*** Input data ***
//! Speech recognition collaborator.
//!
//! ```text
//! producer ──accept_waveform──▶ Recognizer ──text / is_endpoint──▶ producer
//!                                   │
//!                      StreamingRecognizer<E: SttEngine>
//!                        ├─ RingBuffer (current utterance)
//!                        ├─ EndpointDetector (energy VAD, rules 1-3)
//!                        └─ E::transcribe  (WhisperEngine in production)
//! ```
//!
//! ```rust,no_run
//! use voice_concierge::asr::{
//!     Recognizer, StreamingConfig, StreamingRecognizer, TranscribeParams, WhisperEngine,
//! };
//!
//! let engine = WhisperEngine::load("models/ggml-base.bin", TranscribeParams::default()).unwrap();
//! let mut rec = StreamingRecognizer::new(engine, StreamingConfig::default());
//! rec.accept_waveform(&vec![0.0; 1_600]).unwrap();
//! println!("{} (endpoint: {})", rec.text(), rec.is_endpoint());
//! ```

pub mod endpoint;
pub mod engine;
pub mod recognizer;
pub mod transcribe;

pub use endpoint::{EndpointDetector, EndpointRules};
pub use engine::{SttEngine, SttError, WhisperEngine, MAX_AUDIO_SAMPLES, MIN_AUDIO_SAMPLES};
pub use recognizer::{Recognizer, StreamingConfig, StreamingRecognizer};
pub use transcribe::{optimal_threads, TranscribeParams};

#[cfg(test)]
pub use engine::MockSttEngine;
*** End of Input data ***
Exercise goal. The answer must be every line of the data that contains the word "StreamingRecognizer".

Result below.
//!                      StreamingRecognizer<E: SttEngine>
//!     Recognizer, StreamingConfig, StreamingRecognizer, TranscribeParams, WhisperEngine,
//! let mut rec = StreamingRecognizer::new(engine, StreamingConfig::default());
pub use recognizer::{Recognizer, StreamingConfig, StreamingRecognizer};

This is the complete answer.